= YOUR ASSIGNMENT =
Take the lines below from the first through the one that contains "fn name(&self) ->" and copy them exactly.
________________________________________
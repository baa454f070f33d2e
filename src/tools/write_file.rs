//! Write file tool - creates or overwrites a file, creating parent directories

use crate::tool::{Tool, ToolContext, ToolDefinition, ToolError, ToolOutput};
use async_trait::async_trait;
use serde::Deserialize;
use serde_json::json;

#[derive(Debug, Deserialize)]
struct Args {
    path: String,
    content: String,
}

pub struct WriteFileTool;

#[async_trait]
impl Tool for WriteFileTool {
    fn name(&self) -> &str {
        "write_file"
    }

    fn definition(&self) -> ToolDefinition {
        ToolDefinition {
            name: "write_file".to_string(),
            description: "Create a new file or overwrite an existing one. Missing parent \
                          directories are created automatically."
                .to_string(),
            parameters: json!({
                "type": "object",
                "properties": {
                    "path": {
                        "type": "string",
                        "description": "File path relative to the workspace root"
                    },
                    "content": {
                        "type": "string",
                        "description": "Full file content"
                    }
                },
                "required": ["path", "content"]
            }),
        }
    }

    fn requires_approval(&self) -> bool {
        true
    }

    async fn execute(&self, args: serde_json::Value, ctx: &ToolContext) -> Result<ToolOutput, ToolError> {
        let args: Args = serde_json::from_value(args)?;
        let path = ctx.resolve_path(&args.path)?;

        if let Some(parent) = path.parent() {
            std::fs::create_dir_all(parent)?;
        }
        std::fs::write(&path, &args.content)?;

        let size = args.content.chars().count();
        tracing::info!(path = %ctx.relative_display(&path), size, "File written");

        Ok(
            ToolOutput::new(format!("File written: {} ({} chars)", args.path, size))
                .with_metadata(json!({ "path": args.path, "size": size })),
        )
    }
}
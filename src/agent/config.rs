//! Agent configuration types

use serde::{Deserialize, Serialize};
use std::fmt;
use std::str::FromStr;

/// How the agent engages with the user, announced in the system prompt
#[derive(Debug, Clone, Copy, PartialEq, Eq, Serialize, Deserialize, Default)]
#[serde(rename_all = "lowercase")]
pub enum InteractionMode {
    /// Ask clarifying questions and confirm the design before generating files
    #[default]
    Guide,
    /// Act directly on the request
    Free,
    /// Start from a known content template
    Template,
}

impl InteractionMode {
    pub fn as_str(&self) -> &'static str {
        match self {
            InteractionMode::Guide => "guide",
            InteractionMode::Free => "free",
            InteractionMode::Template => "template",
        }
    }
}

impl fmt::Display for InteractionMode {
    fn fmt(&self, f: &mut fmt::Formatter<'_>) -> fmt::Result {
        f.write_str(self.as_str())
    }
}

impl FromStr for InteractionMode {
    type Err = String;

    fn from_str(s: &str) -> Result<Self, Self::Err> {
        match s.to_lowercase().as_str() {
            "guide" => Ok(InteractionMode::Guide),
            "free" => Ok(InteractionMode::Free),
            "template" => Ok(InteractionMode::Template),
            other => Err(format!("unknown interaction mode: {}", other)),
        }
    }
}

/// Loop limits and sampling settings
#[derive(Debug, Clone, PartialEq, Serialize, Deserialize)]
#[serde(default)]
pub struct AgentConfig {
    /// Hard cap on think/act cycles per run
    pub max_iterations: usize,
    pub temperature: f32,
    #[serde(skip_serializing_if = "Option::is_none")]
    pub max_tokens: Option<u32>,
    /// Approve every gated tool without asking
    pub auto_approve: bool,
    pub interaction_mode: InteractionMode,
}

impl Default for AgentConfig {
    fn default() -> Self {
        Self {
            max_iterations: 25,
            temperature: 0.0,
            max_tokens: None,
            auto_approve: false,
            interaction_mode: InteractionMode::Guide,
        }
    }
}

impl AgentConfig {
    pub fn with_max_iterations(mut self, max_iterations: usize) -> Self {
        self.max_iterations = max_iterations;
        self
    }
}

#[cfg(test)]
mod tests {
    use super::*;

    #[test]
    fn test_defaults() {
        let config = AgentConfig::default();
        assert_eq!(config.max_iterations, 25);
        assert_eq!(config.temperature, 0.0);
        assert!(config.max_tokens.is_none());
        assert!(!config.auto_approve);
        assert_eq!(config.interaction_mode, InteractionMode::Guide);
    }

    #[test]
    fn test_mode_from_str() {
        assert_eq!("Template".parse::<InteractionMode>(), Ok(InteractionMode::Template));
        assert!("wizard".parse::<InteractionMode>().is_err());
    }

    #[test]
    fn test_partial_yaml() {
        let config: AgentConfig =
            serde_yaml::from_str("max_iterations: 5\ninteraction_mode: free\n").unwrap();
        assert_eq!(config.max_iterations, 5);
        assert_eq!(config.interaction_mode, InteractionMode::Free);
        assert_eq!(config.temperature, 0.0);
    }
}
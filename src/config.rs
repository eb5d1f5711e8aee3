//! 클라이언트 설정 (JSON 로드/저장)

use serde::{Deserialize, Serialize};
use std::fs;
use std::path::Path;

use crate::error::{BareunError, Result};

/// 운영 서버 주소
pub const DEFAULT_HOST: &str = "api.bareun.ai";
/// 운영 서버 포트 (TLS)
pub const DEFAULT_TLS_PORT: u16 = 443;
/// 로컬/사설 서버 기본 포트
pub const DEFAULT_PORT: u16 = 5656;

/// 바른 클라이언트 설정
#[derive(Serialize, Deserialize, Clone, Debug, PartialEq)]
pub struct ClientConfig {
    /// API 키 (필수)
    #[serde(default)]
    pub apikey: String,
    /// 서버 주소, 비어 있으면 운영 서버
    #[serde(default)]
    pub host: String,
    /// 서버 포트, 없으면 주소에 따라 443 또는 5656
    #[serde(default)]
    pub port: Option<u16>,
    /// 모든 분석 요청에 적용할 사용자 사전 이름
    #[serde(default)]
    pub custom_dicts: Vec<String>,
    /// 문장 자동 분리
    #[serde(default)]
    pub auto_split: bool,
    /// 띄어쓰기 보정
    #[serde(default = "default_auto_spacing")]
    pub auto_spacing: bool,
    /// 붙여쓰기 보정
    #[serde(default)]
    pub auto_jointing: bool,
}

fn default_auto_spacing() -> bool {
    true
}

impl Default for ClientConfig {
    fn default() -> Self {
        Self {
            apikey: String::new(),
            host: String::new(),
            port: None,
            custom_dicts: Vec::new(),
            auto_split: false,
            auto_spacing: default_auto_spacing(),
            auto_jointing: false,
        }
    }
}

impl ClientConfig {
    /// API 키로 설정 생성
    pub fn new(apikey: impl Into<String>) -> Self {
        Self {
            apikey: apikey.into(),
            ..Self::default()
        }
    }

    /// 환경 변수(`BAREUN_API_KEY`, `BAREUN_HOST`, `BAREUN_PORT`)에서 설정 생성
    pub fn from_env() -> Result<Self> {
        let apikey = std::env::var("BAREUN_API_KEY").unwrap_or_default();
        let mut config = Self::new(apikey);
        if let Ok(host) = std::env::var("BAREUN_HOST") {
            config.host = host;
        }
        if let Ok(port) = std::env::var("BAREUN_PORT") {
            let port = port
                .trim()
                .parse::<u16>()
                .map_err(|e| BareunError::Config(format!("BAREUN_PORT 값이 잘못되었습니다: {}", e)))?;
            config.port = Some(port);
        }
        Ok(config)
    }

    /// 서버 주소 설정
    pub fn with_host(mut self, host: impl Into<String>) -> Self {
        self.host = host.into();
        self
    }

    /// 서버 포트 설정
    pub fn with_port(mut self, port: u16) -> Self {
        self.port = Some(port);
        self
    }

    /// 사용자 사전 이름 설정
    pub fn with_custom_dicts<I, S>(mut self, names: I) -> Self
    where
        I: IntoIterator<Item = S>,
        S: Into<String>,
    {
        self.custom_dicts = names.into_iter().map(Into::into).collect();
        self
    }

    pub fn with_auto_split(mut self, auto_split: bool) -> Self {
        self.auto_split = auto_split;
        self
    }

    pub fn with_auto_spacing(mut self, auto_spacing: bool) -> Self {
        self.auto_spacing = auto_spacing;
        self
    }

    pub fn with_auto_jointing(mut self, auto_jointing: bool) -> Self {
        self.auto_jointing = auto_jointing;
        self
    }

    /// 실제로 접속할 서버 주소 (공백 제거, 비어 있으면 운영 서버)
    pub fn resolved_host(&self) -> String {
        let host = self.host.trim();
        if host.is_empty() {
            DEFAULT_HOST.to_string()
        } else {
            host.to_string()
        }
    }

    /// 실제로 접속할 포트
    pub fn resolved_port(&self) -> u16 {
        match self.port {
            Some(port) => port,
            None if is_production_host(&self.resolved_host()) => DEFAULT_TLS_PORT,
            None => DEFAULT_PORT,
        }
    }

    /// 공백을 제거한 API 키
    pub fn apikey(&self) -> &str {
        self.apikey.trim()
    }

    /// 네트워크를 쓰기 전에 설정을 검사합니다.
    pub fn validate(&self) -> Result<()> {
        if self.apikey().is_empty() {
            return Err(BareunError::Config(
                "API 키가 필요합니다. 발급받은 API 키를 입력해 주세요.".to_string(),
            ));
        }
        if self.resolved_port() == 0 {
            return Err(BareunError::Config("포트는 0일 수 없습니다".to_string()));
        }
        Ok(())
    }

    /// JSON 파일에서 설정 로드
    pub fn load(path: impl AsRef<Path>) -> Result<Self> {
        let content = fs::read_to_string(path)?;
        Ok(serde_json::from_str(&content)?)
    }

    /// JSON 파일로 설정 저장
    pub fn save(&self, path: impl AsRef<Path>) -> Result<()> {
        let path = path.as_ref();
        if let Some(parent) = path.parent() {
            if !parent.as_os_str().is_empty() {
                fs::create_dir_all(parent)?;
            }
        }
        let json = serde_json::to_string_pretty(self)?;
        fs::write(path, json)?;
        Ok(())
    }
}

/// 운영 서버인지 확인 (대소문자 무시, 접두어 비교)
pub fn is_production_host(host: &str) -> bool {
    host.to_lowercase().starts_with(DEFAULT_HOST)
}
________________________________________
= ANSWER FOR THE TASK =
repository baa454f070f33d2e
filename src/tools/write_file.rs
//! Write file tool - creates or overwrites a file, creating parent directories

use crate::tool::{Tool, ToolContext, ToolDefinition, ToolError, ToolOutput};
use async_trait::async_trait;
use serde::Deserialize;
use serde_json::json;

#[derive(Debug, Deserialize)]
struct Args {
    path: String,
    content: String,
}

pub struct WriteFileTool;

#[async_trait]
impl Tool for WriteFileTool {
    fn name(&self) -> &str {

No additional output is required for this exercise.